WQXR Q2 Music Album of the Week: Young People's Chorus of New York City Looks Ahead with 'Transient Glory III'

By Daniel Stephen Johnson

Founder and music director Francisco Núñez brings more than artistry to his leadership of the Young People's Chorus of New York. He also brings a vision of what a youth choir can be. With their Transient Glory commissioning project, now in its 15th year, the YPC raises the bar for new choral music through consistently well-chosen composer collaborators.

The third in an ongoing series of recordings documenting the project, and the first to be released on Cantaloupe Records, "Transient Glory III" offers a glimpse of what makes the Young People's Chorus such outstanding interpreters: the solid, elegantly controlled and blended sound one would expect from a mature ensemble, combined with the bold and adventurous energy of youth.

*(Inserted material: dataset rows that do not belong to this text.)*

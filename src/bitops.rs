// Low-level bit operations.

use std::sync::LazyLock;

// Native endianness is probed once; all converters below are a byte
// reverse on little-endian hosts and the identity on big-endian hosts.
static NATIVE_BIG_ENDIAN: LazyLock<bool> =
    LazyLock::new(|| u32::from_ne_bytes([0x00, 0x00, 0x00, 0x01]) == 1);

/// Finds the last (most significant) bit set.
/// fls(0) = 0, fls(1) = 1, fls(0x8000_0000) = 32, i.e. bits are numbered
/// from one upwards.
pub fn fls(x: u64) -> u32 {
    if x == 0 {
        return 0;
    }
    64 - x.leading_zeros()
}

/// Largest power of two dividing `x & y`, or zero when the two bit sets
/// share no bits. Used to find the best link width / speed supported by
/// both ends of a link.
pub fn max_pow2_divisor(x: u64, y: u64) -> u64 {
    let common = x & y;
    if common == 0 {
        return 0;
    }
    1 << (fls(common) - 1)
}

/// Converts a u16 from host byte order to network byte order.
pub fn htons(x: u16) -> u16 {
    if *NATIVE_BIG_ENDIAN {
        x
    } else {
        x.swap_bytes()
    }
}

/// Converts a u16 from network byte order to host byte order.
pub fn ntohs(x: u16) -> u16 {
    htons(x)
}

/// Converts a u32 from host byte order to network byte order.
pub fn htonl(x: u32) -> u32 {
    if *NATIVE_BIG_ENDIAN {
        x
    } else {
        x.swap_bytes()
    }
}

/// Converts a u32 from network byte order to host byte order.
pub fn ntohl(x: u32) -> u32 {
    htonl(x)
}

/// Converts a u64 from host byte order to network byte order.
pub fn htonll(x: u64) -> u64 {
    if *NATIVE_BIG_ENDIAN {
        x
    } else {
        x.swap_bytes()
    }
}

/// Converts a u64 from network byte order to host byte order.
pub fn ntohll(x: u64) -> u64 {
    htonll(x)
}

That control allows the YPC to put the focus of these recordings on the writing of some of the most outstanding composers in the United States. One Sweet Morning, the album's most traditional offering, showcases John Corigliano's warm, complex tonal harmonies, but Michael Gordon's Every Stop on the F Train, an austere but nevertheless diverting setting of the names of every subway station along the F-train line, is executed just as ably by the young choristers. 

Two legends of American composition, Terry Riley and Meredith Monk, manage to contribute works as rich as Corigliano's and as forward-looking as Gordon's, while also managing to tap into the choir's wild, youthful energy with their peerlessly inventive vocal writing on Monk's Things Heaven and Hell and Riley's hefty Another Secret eQuation for YPC and Kronos Quartet. The high-concept electro-acoustics of Bora Yoon's Semaphore Conductus are as sonically lovely and stylish as they are clever, and Paquito D'Rivera, a giant of Cuban music, turns the choir into an a cappella jazz orchestra with his Tembandumba.

The youth of the performers seems, somehow, to have rubbed off on the works themselves. This is young music—not just a newly composed body of work, but a new repertoire, one that looks to the future, alive and ripe with promise.